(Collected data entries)
------------

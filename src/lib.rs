pub mod cli;
pub mod config;
pub mod data;
pub mod observability;

pub use config::Config;
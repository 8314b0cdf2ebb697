use std::collections::BTreeMap;
use std::env;

use config::{Config as ConfigBuilder, ConfigError, Environment, File};
use pantrymatch_matching::{
    DEFAULT_LIMIT, DEFAULT_TIME_BUDGET, MEALS_PER_DAY, ScoreWeights, ScoringOptions,
    SubstitutionCatalog,
};
use serde::Deserialize;

#[derive(Debug, Deserialize, Clone, Default)]
pub struct Config {
    #[serde(default)]
    pub matching: MatchingConfig,
    #[serde(default)]
    pub observability: ObservabilityConfig,
    /// Extra catalog entries, layered onto the built-in catalog.
    #[serde(default)]
    pub substitutions: BTreeMap<String, Vec<String>>,
}

#[derive(Debug, Deserialize, Clone)]
pub struct MatchingConfig {
    #[serde(default = "default_time_budget")]
    pub default_time_budget: u32,
    #[serde(default = "default_limit")]
    pub default_limit: usize,
    #[serde(default = "default_meals_per_day")]
    pub meals_per_day: f64,
    #[serde(default)]
    pub weights: ScoreWeights,
}

impl Default for MatchingConfig {
    fn default() -> Self {
        Self {
            default_time_budget: default_time_budget(),
            default_limit: default_limit(),
            meals_per_day: default_meals_per_day(),
            weights: ScoreWeights::default(),
        }
    }
}

fn default_time_budget() -> u32 {
    DEFAULT_TIME_BUDGET
}

fn default_limit() -> usize {
    DEFAULT_LIMIT
}

fn default_meals_per_day() -> f64 {
    MEALS_PER_DAY
}

#[derive(Debug, Deserialize, Clone)]
pub struct ObservabilityConfig {
    #[serde(default = "default_log_level")]
    pub log_level: String,
}

impl Default for ObservabilityConfig {
    fn default() -> Self {
        Self {
            log_level: default_log_level(),
        }
    }
}

fn default_log_level() -> String {
    "info".to_string()
}

impl Config {
    /// Load configuration from file and environment variables
    ///
    /// Priority (highest to lowest):
    /// 1. Environment variables (PANTRYMATCH__MATCHING__DEFAULT_LIMIT, etc.)
    /// 2. Config file specified by path, CONFIG_PATH or config/default.toml
    /// 3. Hardcoded defaults
    pub fn load(config_path: Option<String>) -> Result<Self, ConfigError> {
        let mut builder = ConfigBuilder::builder();

        builder = builder
            .set_default("matching.default_time_budget", DEFAULT_TIME_BUDGET as i64)?
            .set_default("matching.default_limit", DEFAULT_LIMIT as i64)?
            .set_default("matching.meals_per_day", MEALS_PER_DAY)?
            .set_default("observability.log_level", default_log_level())?;

        let config_file_path = config_path
            .or_else(|| env::var("CONFIG_PATH").ok())
            .unwrap_or_else(|| "config/default.toml".to_string());

        // The file is optional, defaults and environment still apply without it
        if std::path::Path::new(&config_file_path).exists() {
            builder = builder.add_source(File::with_name(&config_file_path));
        }

        builder = builder.add_source(
            Environment::with_prefix("PANTRYMATCH")
                .separator("__")
                .try_parsing(true),
        );

        builder.build()?.try_deserialize()
    }

    /// Validate configuration
    pub fn validate(&self) -> Result<(), String> {
        self.scoring_options()
            .validate()
            .map_err(|e| format!("Invalid matching configuration: {e}"))?;

        if self.matching.default_limit < 1 {
            return Err("Matching default_limit must be at least 1".to_string());
        }

        if let Some((ingredient, _)) = self
            .substitutions
            .iter()
            .find(|(ingredient, _)| ingredient.trim().is_empty())
        {
            return Err(format!("Substitution key {ingredient:?} must not be blank"));
        }

        Ok(())
    }

    pub fn scoring_options(&self) -> ScoringOptions {
        ScoringOptions {
            weights: self.matching.weights,
            meals_per_day: self.matching.meals_per_day,
        }
    }

    /// Built-in catalog with the configured entries applied on top.
    pub fn catalog(&self) -> SubstitutionCatalog {
        let mut catalog = SubstitutionCatalog::builtin().clone();
        catalog.extend(&self.substitutions);
        catalog
    }
}
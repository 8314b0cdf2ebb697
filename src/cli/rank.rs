use std::fmt::Write;

use anyhow::Result;
use clap::Args;
use pantrymatch_matching::{RankedRecipe, RecipeFilter, ScoringEngine, pair_with_recipes};

use super::{MatchInputs, OutputFormat, truncate};
use crate::config::Config;

#[derive(Args, Clone, Debug)]
pub struct RankArgs {
    #[command(flatten)]
    pub inputs: MatchInputs,

    /// Maximum number of matches (overrides config)
    #[arg(long)]
    pub limit: Option<usize>,

    /// Keep recipes whose title, description or tags contain this text
    #[arg(long)]
    pub query: Option<String>,

    /// Keep recipes whose cuisine contains this text
    #[arg(long)]
    pub cuisine: Option<String>,

    /// Keep recipes at or below this skill requirement
    #[arg(long, value_parser = clap::value_parser!(u8).range(1..=5))]
    pub max_skill: Option<u8>,

    #[arg(long, value_enum, default_value_t)]
    pub format: OutputFormat,
}

#[tracing::instrument(skip_all, fields(format = ?args.format))]
pub async fn rank(config: &Config, args: RankArgs) -> Result<String> {
    let inputs = args.inputs.load(config).await?;
    let catalog = config.catalog();
    let engine = ScoringEngine::with_options(&catalog, config.scoring_options())?;
    let limit = args.limit.unwrap_or(config.matching.default_limit);

    let matches = engine.top_matches(
        &inputs.recipes,
        &inputs.pantry,
        &inputs.profile,
        inputs.time_budget,
        limit,
    );

    let filter = RecipeFilter {
        query: args.query,
        cuisine: args.cuisine,
        max_skill: args.max_skill,
    };
    let ranked = filter.apply(pair_with_recipes(matches, &inputs.recipes));

    match args.format {
        OutputFormat::Json => Ok(serde_json::to_string_pretty(&ranked)?),
        OutputFormat::Table => render_table(&ranked),
    }
}

fn render_table(ranked: &[RankedRecipe<'_>]) -> Result<String> {
    let mut out = String::new();

    if ranked.is_empty() {
        writeln!(out, "No recipes matched.")?;
        return Ok(out);
    }

    writeln!(
        out,
        "{:>3}  {:>5}  {:<32}  {:>4}  {:>4}  {:>4}",
        "#", "SCORE", "RECIPE", "HAVE", "SUB", "MISS"
    )?;

    for (position, entry) in ranked.iter().enumerate() {
        let title = if entry.recipe.title.is_empty() {
            &entry.recipe.id
        } else {
            &entry.recipe.title
        };

        writeln!(
            out,
            "{:>3}  {:>5}  {:<32}  {:>4}  {:>4}  {:>4}",
            position + 1,
            entry.score.total_score,
            truncate(title, 32),
            entry.score.available_ingredients.len(),
            entry.score.substitutable_ingredients.len(),
            entry.score.missing_ingredients.len(),
        )?;
    }

    Ok(out)
}
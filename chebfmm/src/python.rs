//! Python bindings for the Chebyshev utilities, the kernel registry and the
//! precomputed operator cache
use numpy::{
    ndarray::Dim, PyArray, PyReadonlyArrayDyn, PyReadwriteArrayDyn, PyUntypedArrayMethods,
    ToPyArray,
};
use pyo3::exceptions::{PyTypeError, PyValueError};
use pyo3::prelude::*;
use pyo3::{pymodule, types::PyModule, Bound, PyResult};

use crate::cheb;
use crate::kernel::registry;
use crate::precomp::PrecompMat;

macro_rules! define_cheb_functions {
    ($cheb_poly: ident, $integ: ident, $type: ty) => {
        /// Evaluate Chebyshev polynomials of the first kind up to degree `d`
        /// over the first `n` entries of a 1-D array, writing `(d + 1) * n`
        /// values into `out`.
        #[pyfunction]
        fn $cheb_poly(
            d: usize,
            input: PyReadonlyArrayDyn<'_, $type>,
            n: usize,
            mut out: PyReadwriteArrayDyn<'_, $type>,
        ) -> PyResult<()> {
            if input.ndim() != 1 {
                return Err(PyErr::new::<PyTypeError, _>("in should be 1-D NumPy array"));
            }
            if out.ndim() != 1 {
                return Err(PyErr::new::<PyTypeError, _>("out should be 1-D NumPy array"));
            }

            let input = input.as_slice()?;
            let out = out.as_slice_mut()?;

            if n > input.len() {
                return Err(PyErr::new::<PyValueError, _>(
                    "in holds fewer than n evaluation points",
                ));
            }
            if out.len() < (d + 1) * n {
                return Err(PyErr::new::<PyValueError, _>(
                    "out must hold at least (d + 1) * n values",
                ));
            }

            cheb::polynomial::cheb_poly(d, &input[..n], &mut out[..(d + 1) * n]);
            Ok(())
        }

        /// Integrals of the tensor product Chebyshev basis of degree `m`
        /// against the selected kernel over the source box `[0, r]^3`,
        /// evaluated at the singular (target) point `s` with an `n` point
        /// quadrature rule.
        #[pyfunction]
        fn $integ<'py>(
            py: Python<'py>,
            m: usize,
            s: PyReadonlyArrayDyn<'py, $type>,
            r: $type,
            n: usize,
            kernel_desc: String,
        ) -> PyResult<Bound<'py, PyArray<$type, Dim<[usize; 1]>>>> {
            if s.ndim() != 1 {
                return Err(PyErr::new::<PyTypeError, _>("s should be 1-D NumPy array"));
            }

            let s = s.as_slice()?;
            if s.len() != 3 {
                return Err(PyErr::new::<PyValueError, _>(
                    "s should hold exactly 3 coordinates",
                ));
            }

            let kernel = registry::kernel_from_desc::<$type>(&kernel_desc)
                .map_err(|e| PyErr::new::<PyValueError, _>(e.to_string()))?;

            let target = [s[0], s[1], s[2]];
            let u = cheb::integ::integ(m, &target, r, n, kernel.as_ref());
            Ok(u.as_slice().to_pyarray_bound(py))
        }
    };
}

define_cheb_functions!(cheb_poly_f32, integ_f32, f32);
define_cheb_functions!(cheb_poly_f64, integ_f64, f64);

macro_rules! define_precomp_mat {
    ($name: ident, $type: ty) => {
        /// Python interface to the precomputed operator cache
        #[pyclass]
        pub struct $name {
            mat: PrecompMat<$type>,
        }

        #[pymethods]
        impl $name {
            /// Constructor
            #[new]
            pub fn new(scale_invar: bool) -> Self {
                Self {
                    mat: PrecompMat::new(scale_invar),
                }
            }

            #[getter]
            fn scale_invar(&self) -> PyResult<bool> {
                Ok(self.mat.scale_invariant())
            }

            #[getter]
            fn n_mats(&self) -> PyResult<usize> {
                Ok(self.mat.len())
            }
        }
    };
}

define_precomp_mat!(PrecompMatF32, f32);
define_precomp_mat!(PrecompMatF64, f64);

/// Python bindings to ChebFMM
#[pymodule]
pub fn chebfmm(m: &Bound<'_, PyModule>) -> PyResult<()> {
    m.add_function(wrap_pyfunction!(cheb_poly_f32, m)?)?;
    m.add_function(wrap_pyfunction!(cheb_poly_f64, m)?)?;
    m.add_function(wrap_pyfunction!(integ_f32, m)?)?;
    m.add_function(wrap_pyfunction!(integ_f64, m)?)?;
    m.add_class::<PrecompMatF32>()?;
    m.add_class::<PrecompMatF64>()?;
    Ok(())
}
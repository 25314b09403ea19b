//! Implementation of the Helmholtz kernel in a paired real representation
use num::traits::FloatConst;
use num::Float;
use num_complex::Complex;
use rlst::RlstScalar;

use crate::traits::kernel::{HomogenousKernel, Kernel};

/// Wavenumber assigned to Helmholtz kernels constructed through the kernel
/// registry, `20 pi`.
pub const DEFAULT_WAVENUMBER: f64 = 20.0 * std::f64::consts::PI;

/// Helmholtz potential kernel, `exp(i k rho) / (4 pi rho)`.
///
/// Source densities and target values carry paired (real, imaginary)
/// components, so the interaction block is the 2x2 real matrix
/// `[[Re g, Im g], [-Im g, Re g]]` of the complex multiplication by the
/// Green's function value `g`.
#[derive(Clone, Debug)]
pub struct HelmholtzKernel<T: RlstScalar> {
    wavenumber: T,
}

impl<T: RlstScalar> HelmholtzKernel<T> {
    /// Create a new kernel object for the given wavenumber.
    pub fn new(wavenumber: T) -> Self {
        Self { wavenumber }
    }

    /// Wavenumber of this kernel.
    pub fn wavenumber(&self) -> T {
        self.wavenumber
    }
}

impl<T> Kernel for HelmholtzKernel<T>
where
    T: RlstScalar<Real = T> + Float + FloatConst,
{
    type T = T;

    fn name(&self) -> &'static str {
        "helmholtz_potential"
    }

    fn domain_component_count(&self) -> usize {
        2
    }

    fn range_component_count(&self) -> usize {
        2
    }

    fn greens_fn(&self, source: &[T; 3], target: &[T; 3], block: &mut [T]) {
        debug_assert_eq!(block.len(), 4);
        let m_inv_4pi = T::from(0.25).unwrap() * T::FRAC_1_PI();

        let diff0 = target[0] - source[0];
        let diff1 = target[1] - source[1];
        let diff2 = target[2] - source[2];
        let diff_norm = Float::sqrt(diff0 * diff0 + diff1 * diff1 + diff2 * diff2);
        let inv_diff_norm = if diff_norm == T::zero() {
            T::zero()
        } else {
            T::one() / diff_norm
        };

        let g = Complex::from_polar(m_inv_4pi * inv_diff_norm, self.wavenumber * diff_norm);

        block[0] = g.re;
        block[1] = g.im;
        block[2] = -g.im;
        block[3] = g.re;
    }
}

impl<T> HomogenousKernel for HelmholtzKernel<T>
where
    T: RlstScalar<Real = T> + Float + FloatConst,
{
    fn is_homogenous(&self) -> bool {
        false
    }
}
//! Analytic kernel implementations and the string keyed kernel registry.
pub mod biot_savart;
pub mod helmholtz;
pub mod laplace;
pub mod registry;
pub mod stokes;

------------

Directions:
Where the data above reaches the line holding "k rho) / (4", begin printing, and stop after the line holding "let g = Complex::from_polar(m_inv_4pi". Each line must be reproduced exactly, with nothing else added.

Written reply:
/// Helmholtz potential kernel, `exp(i k rho) / (4 pi rho)`.
///
/// Source densities and target values carry paired (real, imaginary)
/// components, so the interaction block is the 2x2 real matrix
/// `[[Re g, Im g], [-Im g, Re g]]` of the complex multiplication by the
/// Green's function value `g`.
#[derive(Clone, Debug)]
pub struct HelmholtzKernel<T: RlstScalar> {
    wavenumber: T,
}

impl<T: RlstScalar> HelmholtzKernel<T> {
    /// Create a new kernel object for the given wavenumber.
    pub fn new(wavenumber: T) -> Self {
        Self { wavenumber }
    }

    /// Wavenumber of this kernel.
    pub fn wavenumber(&self) -> T {
        self.wavenumber
    }
}

impl<T> Kernel for HelmholtzKernel<T>
where
    T: RlstScalar<Real = T> + Float + FloatConst,
{
    type T = T;

    fn name(&self) -> &'static str {
        "helmholtz_potential"
    }

    fn domain_component_count(&self) -> usize {
        2
    }

    fn range_component_count(&self) -> usize {
        2
    }

    fn greens_fn(&self, source: &[T; 3], target: &[T; 3], block: &mut [T]) {
        debug_assert_eq!(block.len(), 4);
        let m_inv_4pi = T::from(0.25).unwrap() * T::FRAC_1_PI();

        let diff0 = target[0] - source[0];
        let diff1 = target[1] - source[1];
        let diff2 = target[2] - source[2];
        let diff_norm = Float::sqrt(diff0 * diff0 + diff1 * diff1 + diff2 * diff2);
        let inv_diff_norm = if diff_norm == T::zero() {
            T::zero()
        } else {
            T::one() / diff_norm
        };

        let g = Complex::from_polar(m_inv_4pi * inv_diff_norm, self.wavenumber * diff_norm);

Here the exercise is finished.